On 29 December, three days before burning the “grand old man”, a controversy erupted after BJP workers alleged that the Pappanji bore a resemblance to Prime Minister Narendra Modi.

Throughout the day, BJP activists thronged the Cochin Carnival Festival venue, accusing the organisers of engaging in a large-scale conspiracy to defame the prime minister.

They also filed a police complaint, alleging that the event organisers were trying to humiliate the prime minister by making an effigy resembling him.

Pure coincidence, say organisers

Meanwhile, the carnival organisers pointed out that the resemblance was purely coincidental, but the protesters did not relent.


Pappanji that courted controversy. (Supplied)
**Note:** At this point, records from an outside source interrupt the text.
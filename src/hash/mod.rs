//! Content digests for the equality oracle's hash tier.

use crate::types::SyncError;
use std::fs::File;
use std::io::{self, BufReader};
use std::path::Path;

const READ_BUF_SIZE: usize = 64 * 1024;

/// Digest a file's contents with Blake3.
///
/// `blake3::Hasher` is an `io::Write` sink, so the file is streamed into it
/// through a 64KB buffered reader and memory use stays flat regardless of
/// file size.
///
/// # Errors
/// Returns `SyncError::Io` if the file cannot be opened or read.
pub fn compute_hash(path: &Path) -> Result<[u8; 32], SyncError> {
    let file = File::open(path)?;
    let mut reader = BufReader::with_capacity(READ_BUF_SIZE, file);

    let mut hasher = blake3::Hasher::new();
    io::copy(&mut reader, &mut hasher)?;

    Ok(*hasher.finalize().as_bytes())
}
They levelled communal charges against the organisers. As the protest intensified, the police also suggested changing the face.

Under immense pressure from the police and BJP, the organisers agreed to change Pappanji’s face.

“The organisers have agreed to change its face. The present form resembles Prime Minister Modi and we won’t allow them to install it,” BJP’s Ernakulam district president KS Shyju told South First.

The work on the installation resumed after the BJP workers had dispersed by evening.

A tradition dating back to 1885, the burning of Pappanji is integral to Fort Kochi’s Christmas-New Year celebrations.

This year, the festival organisers built a 50-foot-tall solemn, grim Pappanji that towered over Fort Kochi.

The Pappanji’s in the past two years were merely symbolic due to the Covid-19 pandemic. However, the old man returned in his tallest-ever avatar this time.

A secular event

According to former Kochi mayor KJ Sohan, the burning of Pappanji is a secular festival of Fort Kochi. The Pappanji this time represented the slayer of coronavirus, he said.

Setting Pappanji ablaze at Fort Kochi in 2011. (Wikimedia Commons/Ajeeshkumar4u)

Setting Pappanji ablaze at Fort Kochi in 2011. (Wikimedia Commons/Ajeeshkumar4u)

For tourists flocking to Fort Kochi, the lighting of Pappanji is a much-awaited, decades-old annual spectacle.

“The grandfather is not the Santa Claus, who greets people,” Sohan clarified. “The lighting of the effigy represents the death of time, personified as a man,” he added.

Before setting it ablaze, Pappanji would be paraded with music and fanfare around Fort Kochi.

The organisers said the Pappanji this time was made with eco-friendly materials, and the grand old man’s face was entirely made of paper, while the frame was of metal.

This is the first time that Pappanji has got mired in a political controversy with communal overtones.